* _Exercise objective_
Below are some entries. Repeat exactly the lines from the one with "pub mod prompt;" through the one with "pub use cache::ChangeCache;", and only those.

* _Collected data_
———

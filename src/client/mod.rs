//! Client side: talks to a bibsync daemon and keeps a local bibliography in
//! step with a realm.

pub mod cache;
pub mod prompt;
pub mod resolve;
pub mod sync;

use reqwest::{RequestBuilder, Response};
use serde::de::DeserializeOwned;
use thiserror::Error;
use tracing::debug;

use crate::classify::{Suggestion, Verdict};
use crate::policy::PolicyRejection;
use crate::record::{FieldMap, Record};
use crate::store::StoreError;
use crate::wire::{
    AccessParams, Ack, EntryRequest, Failure, KeysRequest, SearchParams, SuggestResponse, UpdateRequest,
    VersionInfo,
};

pub use cache::ChangeCache;
pub use prompt::PromptResolver;
pub use resolve::{resolve, Action, Conflict, Resolution, Resolver, SameKeyChoice, SimilarChoice};
pub use sync::{sync_bibliography, SyncOptions, SyncReport, Unresolved};

/// Client errors.
#[derive(Debug, Error)]
pub enum ClientError {
    #[error("Request failed: {0}")]
    Http(#[from] reqwest::Error),

    #[error("Server refused the request ({reason}): {message}")]
    Server { reason: String, message: String },

    #[error("Server speaks protocol {server}, this client speaks {client}; get a newer client from {url}")]
    Outdated { server: u32, client: u32, url: String },

    #[error("Local bibliography: {0}")]
    Store(#[from] StoreError),

    #[error("I/O error: {0}")]
    Io(#[from] std::io::Error),
}

pub type Result<T> = std::result::Result<T, ClientError>;

impl From<Failure> for ClientError {
    fn from(failure: Failure) -> Self {
        ClientError::Server {
            reason: failure.reason,
            message: failure.message,
        }
    }
}

/// Answer to a bulk update.
#[derive(Debug, Clone, Default, PartialEq)]
pub struct UpdateReply {
    pub added: Vec<String>,
    pub duplicates: Vec<Verdict>,
    pub rejected: Vec<PolicyRejection>,
}

/// Operations the sync flow needs from a server.
#[allow(async_fn_in_trait)]
pub trait Remote {
    async fn version(&self) -> Result<VersionInfo>;

    /// Submit a batch; duplicate and policy outcomes are part of the reply.
    async fn update(&self, entries: &[Record], force: bool) -> Result<UpdateReply>;

    async fn get_json(&self, keys: &[String]) -> Result<Vec<Option<Record>>>;

    async fn suggest(&self, key: &str) -> Result<Vec<Suggestion>>;

    async fn create(&self, record: &Record, force: bool) -> Result<()>;

    async fn replace(&self, key: &str, record: &Record, force: bool) -> Result<()>;

    async fn delete(&self, key: &str) -> Result<()>;
}

/// `http://host:port` or `http://host:port/v1` → `http://host:port/v1`.
pub fn api_base(server: &str) -> String {
    let trimmed = server.trim().trim_end_matches('/');
    if trimmed.ends_with("/v1") {
        trimmed.to_string()
    } else {
        format!("{}/v1", trimmed)
    }
}

/// Remote over HTTP.
#[derive(Debug, Clone)]
pub struct HttpRemote {
    client: reqwest::Client,
    base: String,
    realm: Option<String>,
    token: Option<String>,
}

impl HttpRemote {
    pub fn new(server: &str, realm: Option<String>, token: Option<String>) -> Self {
        Self {
            client: reqwest::Client::new(),
            base: api_base(server),
            realm,
            token,
        }
    }

    pub fn base(&self) -> &str {
        &self.base
    }

    fn url(&self, path: &str) -> String {
        format!("{}/{}", self.base, path)
    }

    fn access(&self) -> AccessParams {
        AccessParams {
            realm: self.realm.clone(),
            token: self.token.clone(),
        }
    }

    fn entry_request(&self, record: &Record, force: bool) -> EntryRequest {
        EntryRequest {
            entry: FieldMap::from(record.clone()),
            realm: self.realm.clone(),
            token: self.token.clone(),
            force,
        }
    }

    /// Send a request; a non-2xx answer comes back as its failure body.
    async fn exchange(&self, request: RequestBuilder) -> Result<std::result::Result<Response, Failure>> {
        let response = request.send().await?;
        let status = response.status();
        if status.is_success() {
            return Ok(Ok(response));
        }

        let text = response.text().await?;
        debug!(status = %status, body = %text, "Server returned failure");
        let failure = serde_json::from_str::<Failure>(&text).unwrap_or_else(|_| Failure {
            reason: format!("http_{}", status.as_u16()),
            message: text,
            ..Default::default()
        });
        Ok(Err(failure))
    }

    async fn json<T: DeserializeOwned>(&self, request: RequestBuilder) -> Result<T> {
        match self.exchange(request).await? {
            Ok(response) => Ok(response.json().await?),
            Err(failure) => Err(failure.into()),
        }
    }

    async fn text(&self, request: RequestBuilder) -> Result<String> {
        match self.exchange(request).await? {
            Ok(response) => Ok(response.text().await?),
            Err(failure) => Err(failure.into()),
        }
    }

    /// Matching records as BibTeX.
    pub async fn search(&self, query: &str) -> Result<String> {
        let params = SearchParams {
            query: query.to_string(),
            realm: self.realm.clone(),
            token: self.token.clone(),
        };
        self.text(self.client.get(self.url("search")).query(&params)).await
    }

    /// Ask the server to reload the realm.
    pub async fn resync(&self) -> Result<String> {
        self.text(self.client.get(self.url("sync")).query(&self.access())).await
    }
}

impl Remote for HttpRemote {
    async fn version(&self) -> Result<VersionInfo> {
        self.json(self.client.get(self.url("version"))).await
    }

    async fn update(&self, entries: &[Record], force: bool) -> Result<UpdateReply> {
        let body = UpdateRequest {
            entries: entries.to_vec(),
            realm: self.realm.clone(),
            token: self.token.clone(),
            force,
        };

        match self.exchange(self.client.post(self.url("update")).json(&body)).await? {
            Ok(response) => {
                let ack: Ack = response.json().await?;
                Ok(UpdateReply {
                    added: ack.added.unwrap_or_default(),
                    ..Default::default()
                })
            }
            Err(failure) if failure.reason == "duplicate" => Ok(UpdateReply {
                added: failure.added.clone().unwrap_or_default(),
                duplicates: failure.verdicts(),
                rejected: Vec::new(),
            }),
            Err(failure) if failure.reason == "policy" => Ok(UpdateReply {
                added: failure.added.clone().unwrap_or_default(),
                duplicates: Vec::new(),
                rejected: failure.rejections(),
            }),
            Err(failure) => Err(failure.into()),
        }
    }

    async fn get_json(&self, keys: &[String]) -> Result<Vec<Option<Record>>> {
        let body = KeysRequest {
            entries: keys.to_vec(),
            realm: self.realm.clone(),
            token: self.token.clone(),
        };
        self.json(self.client.post(self.url("get_json")).json(&body)).await
    }

    async fn suggest(&self, key: &str) -> Result<Vec<Suggestion>> {
        let url = self.url(&format!("suggest/{}", key));
        let response: SuggestResponse = self.json(self.client.get(url).query(&self.access())).await?;
        Ok(response.entries)
    }

    async fn create(&self, record: &Record, force: bool) -> Result<()> {
        let url = self.url(&format!("entry/{}", record.id()));
        let _: Ack = self
            .json(self.client.post(url).json(&self.entry_request(record, force)))
            .await?;
        Ok(())
    }

    async fn replace(&self, key: &str, record: &Record, force: bool) -> Result<()> {
        let url = self.url(&format!("entry/{}", key));
        let _: Ack = self
            .json(self.client.put(url).json(&self.entry_request(record, force)))
            .await?;
        Ok(())
    }

    async fn delete(&self, key: &str) -> Result<()> {
        let url = self.url(&format!("entry/{}", key));
        let _: Ack = self
            .json(self.client.delete(url).query(&self.access()))
            .await?;
        Ok(())
    }
}


#[cfg(test)]
mod tests {
    use super::*;

    #[test]
    fn test_api_base() {
        assert_eq!(api_base("http://localhost:8780"), "http://localhost:8780/v1");
        assert_eq!(api_base("http://localhost:8780/"), "http://localhost:8780/v1");
        assert_eq!(api_base("https://bib.example.org/v1/"), "https://bib.example.org/v1");
    }

    #[test]
    fn test_failure_to_error() {
        let failure: Failure = serde_json::from_str(
            r#"{"success": false, "reason": "access_denied", "message": "no read"}"#,
        )
        .unwrap();

        match ClientError::from(failure) {
            ClientError::Server { reason, message } => {
                assert_eq!(reason, "access_denied");
                assert_eq!(message, "no read");
            }
            other => panic!("unexpected {other:?}"),
        }
    }
}
//! Resync handlers.

use std::sync::Arc;

use axum::{
    extract::{rejection::QueryRejection, Query, State},
    Json,
};

use crate::api::error::Result;
use crate::api::ApiState;
use crate::wire::{AccessParams, Ack, WebhookPayload};

/// Reload a realm from its log.
pub async fn resync(
    State(state): State<Arc<ApiState>>,
    params: std::result::Result<Query<AccessParams>, QueryRejection>,
) -> Result<&'static str> {
    let Query(params) = params?;
    state.library.resync(params.realm.as_deref()).await?;
    Ok("Synced!")
}

/// Push notification from the git host.
///
/// A body that does not parse is treated as carrying no commits.
pub async fn webhook(
    State(state): State<Arc<ApiState>>,
    params: std::result::Result<Query<AccessParams>, QueryRejection>,
    payload: Option<Json<WebhookPayload>>,
) -> Result<Json<Ack>> {
    let Query(params) = params?;
    let payload = payload.map(|Json(p)| p).unwrap_or_default();

    state
        .library
        .webhook(params.realm.as_deref(), &payload.commits)
        .await?;

    Ok(Json(Ack {
        success: true,
        added: None,
    }))
}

———

* _Written solution_
pub mod prompt;
pub mod resolve;
pub mod sync;

use reqwest::{RequestBuilder, Response};
use serde::de::DeserializeOwned;
use thiserror::Error;
use tracing::debug;

use crate::classify::{Suggestion, Verdict};
use crate::policy::PolicyRejection;
use crate::record::{FieldMap, Record};
use crate::store::StoreError;
use crate::wire::{
    AccessParams, Ack, EntryRequest, Failure, KeysRequest, SearchParams, SuggestResponse, UpdateRequest,
    VersionInfo,
};

pub use cache::ChangeCache;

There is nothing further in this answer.